Ein Beispiel für solche eine erklärende Animation gefällig. Es geht um einen Film. Wir sehen ein Rechteck, dann nähert sich ein Kopf mit einer Krone diesem Rechteck. Wenig später kommt eine dunkle Gestalt mit einem Schwert zu dieser ersten Bildgruppe hinzu und bewegt sich gleich danach weg. Jetzt sehen wir eine junge Frau, die davonläuft. Erst kommt sie in einen Wald, dann zu einem Haus, wo sie sich schlafen legt. Schließlich kommen sieben Folienmänner in dieses Haus und betrachten die schlafende Frau. Spätestens dann dürfte klar sein, dass „Schneewittchen und die sieben Zwerge“ gemeint waren. 15 Folien dienen dieser kleinen Animation des Begriffs, oft reichen viel weniger Folien aus.
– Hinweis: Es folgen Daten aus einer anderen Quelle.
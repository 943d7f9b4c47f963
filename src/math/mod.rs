//! Mathematical utilities: orientation geometry and linear least squares.

pub mod geometry;
pub mod ols;

pub use geometry::*;
pub use ols::*;
//! Domain types used throughout the pipeline.
//!
//! This module defines:
//!
//! - the acquisition protocol (`Protocol`, `ProtocolRow`)
//! - the flattened per-voxel problem set (`VoxelBatch`)
//! - per-voxel fit outputs (`FitResult`, `FitStatus`)
//! - run configuration (`FitConfig`, `NoiseModel`, `NoiseStd`, `DeviceSelection`)
//! - mask coercion and the voxel scan order

pub mod mask;
pub mod types;

pub use mask::*;
pub use types::*;
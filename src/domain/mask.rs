//! Voxel masks and the scan order shared by batch assembly and ROI extraction.

use ndarray::Array3;

/// An element type usable as a mask: boolean masks, or numeric masks where
/// any finite non-zero value selects the voxel (zero and NaN do not).
pub trait MaskElement {
    fn selects(&self) -> bool;
}

impl MaskElement for bool {
    fn selects(&self) -> bool {
        *self
    }
}

macro_rules! float_mask {
    ($($t:ty),*) => {$(
        impl MaskElement for $t {
            fn selects(&self) -> bool {
                self.is_finite() && *self != 0.0
            }
        }
    )*};
}

macro_rules! int_mask {
    ($($t:ty),*) => {$(
        impl MaskElement for $t {
            fn selects(&self) -> bool {
                *self != 0
            }
        }
    )*};
}

float_mask!(f32, f64);
int_mask!(u8, i8, u16, i16, u32, i32, i64);

/// Indices of selected voxels in C order (z fastest, then y, then x).
pub fn selected_indices<T: MaskElement>(mask: &Array3<T>) -> Vec<[usize; 3]> {
    mask.indexed_iter()
        .filter_map(|((x, y, z), v)| v.selects().then_some([x, y, z]))
        .collect()
}

/// Coerce any mask to booleans.
pub fn to_bool_mask<T: MaskElement>(mask: &Array3<T>) -> Array3<bool> {
    mask.map(MaskElement::selects)
}

#[cfg(test)]
mod tests {
    use super::*;

    #[test]
    fn float_mask_coercion() {
        let mask = Array3::from_shape_vec((1, 1, 4), vec![0.0, 1.0, f64::NAN, -2.5]).unwrap();
        assert_eq!(selected_indices(&mask), vec![[0, 0, 1], [0, 0, 3]]);
    }

    #[test]
    fn scan_order_is_z_fastest() {
        let mask = Array3::from_elem((2, 1, 2), true);
        assert_eq!(
            selected_indices(&mask),
            vec![[0, 0, 0], [0, 0, 1], [1, 0, 0], [1, 0, 1]]
        );
    }

    #[test]
    fn scan_order_ignores_memory_layout() {
        let mut mask = Array3::from_elem((2, 1, 2), 0u8);
        mask[[1, 0, 0]] = 1;
        mask[[0, 0, 1]] = 1;
        let fortran = mask.t().as_standard_layout().t().to_owned();
        assert_eq!(selected_indices(&fortran), selected_indices(&mask));
    }
}
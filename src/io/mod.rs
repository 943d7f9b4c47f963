//! Input/output helpers.
//!
//! - protocol tables and FSL gradient files (`protocol`)
//! - NIfTI volume reading and map writing (`volume`)
//! - signal/mask assembly into a `VoxelBatch` (`ingest`)
//! - per-model output directories and `fit_info.json` (`maps`)

pub mod ingest;
pub mod maps;
pub mod protocol;
pub mod volume;

pub use ingest::*;
pub use maps::*;
pub use protocol::*;
pub use volume::*;
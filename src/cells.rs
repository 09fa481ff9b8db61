use anyhow::{anyhow, Result};
use calamine::Data;
use chrono::{Duration, NaiveDate, NaiveDateTime};

/// Text content of a cell, if it has any.
pub fn cell_str(cell: Option<&Data>) -> Option<String> {
    let c = cell?;
    match c {
        Data::String(s) => Some(s.clone()),
        Data::Float(f) => Some(f.to_string()),
        Data::Int(i) => Some(i.to_string()),
        Data::Bool(b) => Some(b.to_string()),
        Data::Empty => None,
        _ => Some(c.to_string()),
    }
}

/// Lower-cased, NBSP-free, whitespace-collapsed text used for all
/// keyword matching. Punctuation is left alone: several header keywords
/// ("% to nav", "no. of", "value (") rely on it.
pub fn normalize(s: &str) -> String {
    s.replace('\u{00a0}', " ")
        .to_lowercase()
        .split_whitespace()
        .collect::<Vec<_>>()
        .join(" ")
}

pub fn is_blank(cell: Option<&Data>) -> bool {
    match cell_str(cell) {
        Some(s) => s.trim().is_empty(),
        None => true,
    }
}

/// Numeric value of a cell. String cells get thousands separators,
/// currency prefixes, and a trailing percent sign stripped; accountancy
/// negatives like "(144.48)" are honoured.
pub fn parse_number(cell: Option<&Data>) -> Result<f64> {
    let Some(c) = cell else {
        return Err(anyhow!("empty cell"));
    };

    match c {
        Data::Float(f) => Ok(*f),
        Data::Int(i) => Ok(*i as f64),
        Data::String(s) => parse_number_str(s),
        Data::Empty => Err(anyhow!("empty cell")),
        _ => parse_number_str(&c.to_string()),
    }
}

fn parse_number_str(s: &str) -> Result<f64> {
    let mut s = s.trim().to_string();
    if s.is_empty() || s == "-" || s == "\u{2013}" {
        return Err(anyhow!("empty cell"));
    }

    let lower = s.to_lowercase();
    for prefix in ["rs.", "rs", "inr", "\u{20b9}", "$"] {
        if lower.starts_with(prefix) {
            s = s[prefix.len()..].trim_start().to_string();
            break;
        }
    }

    s = s.replace(',', "");
    if let Some(stripped) = s.strip_suffix('%') {
        s = stripped.trim_end().to_string();
    }

    let negative = s.starts_with('(') && s.ends_with(')');
    if negative {
        s = s[1..s.len() - 1].trim().to_string();
    }

    let v: f64 = s
        .parse()
        .map_err(|_| anyhow!("not a number: {:?}", s))?;
    Ok(if negative { -v } else { v })
}

/// Dates arrive as Excel serials, ISO strings, Indian dd/mm/yyyy
/// strings, or spelled-out forms like "December 31, 2025".
pub fn parse_date_cell(cell: Option<&Data>) -> Result<NaiveDate> {
    let Some(c) = cell else {
        return Err(anyhow!("empty date"));
    };

    match c {
        Data::Float(f) => excel_serial_to_date(*f),
        Data::Int(i) => excel_serial_to_date(*i as f64),
        Data::String(s) => parse_date_string(s),
        Data::DateTime(dt) => excel_serial_to_date(dt.as_f64()),
        Data::DateTimeIso(s) | Data::DurationIso(s) => parse_date_string(s),
        _ => parse_date_string(&c.to_string()),
    }
}

pub fn parse_date_string(s: &str) -> Result<NaiveDate> {
    let s = s.trim();
    if s.is_empty() {
        return Err(anyhow!("empty date string"));
    }
    if let Ok(dt) = NaiveDateTime::parse_from_str(s, "%Y-%m-%d %H:%M:%S") {
        return Ok(dt.date());
    }
    // Ordinals ("31st December 2025") trip chrono's %d.
    let cleaned = strip_ordinals(s);
    for fmt in [
        "%Y-%m-%d",
        "%d/%m/%Y",
        "%d-%m-%Y",
        "%d.%m.%Y",
        "%d-%b-%Y",
        "%d %b %Y",
        "%d %B %Y",
        "%d %B, %Y",
        "%B %d, %Y",
        "%b %d, %Y",
    ] {
        if let Ok(d) = NaiveDate::parse_from_str(&cleaned, fmt) {
            return Ok(d);
        }
    }
    Err(anyhow!("unsupported date format: {}", s))
}

fn strip_ordinals(s: &str) -> String {
    let chars: Vec<char> = s.chars().collect();
    let mut out = String::with_capacity(s.len());
    let mut i = 0;
    while i < chars.len() {
        out.push(chars[i]);
        // Drop a st/nd/rd/th glued onto a digit.
        if chars[i].is_ascii_digit() {
            let suffix: String = chars[i + 1..].iter().take(2).collect::<String>().to_lowercase();
            let followed_ok = chars.get(i + 3).map_or(true, |c| !c.is_ascii_alphanumeric());
            if ["st", "nd", "rd", "th"].contains(&suffix.as_str()) && followed_ok {
                i += 2;
            }
        }
        i += 1;
    }
    out
}

/// Excel serial date conversion using the 1899-12-30 base.
pub fn excel_serial_to_date(v: f64) -> Result<NaiveDate> {
    if !v.is_finite() || v < 1.0 || v > 200_000.0 {
        return Err(anyhow!("not an excel date serial: {}", v));
    }
    let days = v.floor() as i64;
    let base = NaiveDate::from_ymd_opt(1899, 12, 30).ok_or_else(|| anyhow!("bad base date"))?;
    Ok(base + Duration::days(days))
}

/// Shape check for a 12-character ISIN: two letters, nine alphanumerics,
/// one check digit.
pub fn looks_like_isin(s: &str) -> bool {
    let s = s.trim();
    if s.len() != 12 {
        return false;
    }
    let bytes = s.as_bytes();
    bytes[..2].iter().all(|b| b.is_ascii_uppercase())
        && bytes[2..11]
            .iter()
            .all(|b| b.is_ascii_uppercase() || b.is_ascii_digit())
        && bytes[11].is_ascii_digit()
}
Der „Ritter“ lässt sich recht einfach als Mann mit Schwert darstellen, die „Sonnenfinsternis“ mit einem roten Kreis, vor den sich eine schwarze Wolke schiebt. Schwieriger wird es bei Persönlichkeiten wie Louis Pasteur oder Naturbegriffen wie „Venusfliegenfalle“. Da ist man oft froh, dass man auf die danebenliegenden Begriffe ausweichen darf.
Alle brauchen anfangs meist etwas Gewöhnung, um mit allen Möglichkeiten, die die Folien bieten, sinnvoll experimentieren zu können. Dann lässt diese kreative Begriffsentschlüsselung die meisten Spieler aber nicht mehr los. Ach ja, wer will kann auch Punkte vergeben und nach zwei runden Bilanz ziehen. Die Wertung wird aber wie schon beim Vorgänger schnell weggelassen, das gemeinsame Raten macht auch ohne Punktevergabe Spaß und kann bei den 1040 Begriffen ganz schön lange dauern.
Wertung: Gerne morgen wieder
Titel: IMAGINE
Autoren: Shingo Fujita, Motoyuki Ohki und Hiromi Oikawa
Verlag: HUCH! & friends
Alter: ab 12 Jahren
Spielerzahl: 3 - 8 Spieler
Spielzeit: ca. 30 Min.
Preis: ca. 25 Euro
(Seite 1 von 1, insgesamt 2 Einträge)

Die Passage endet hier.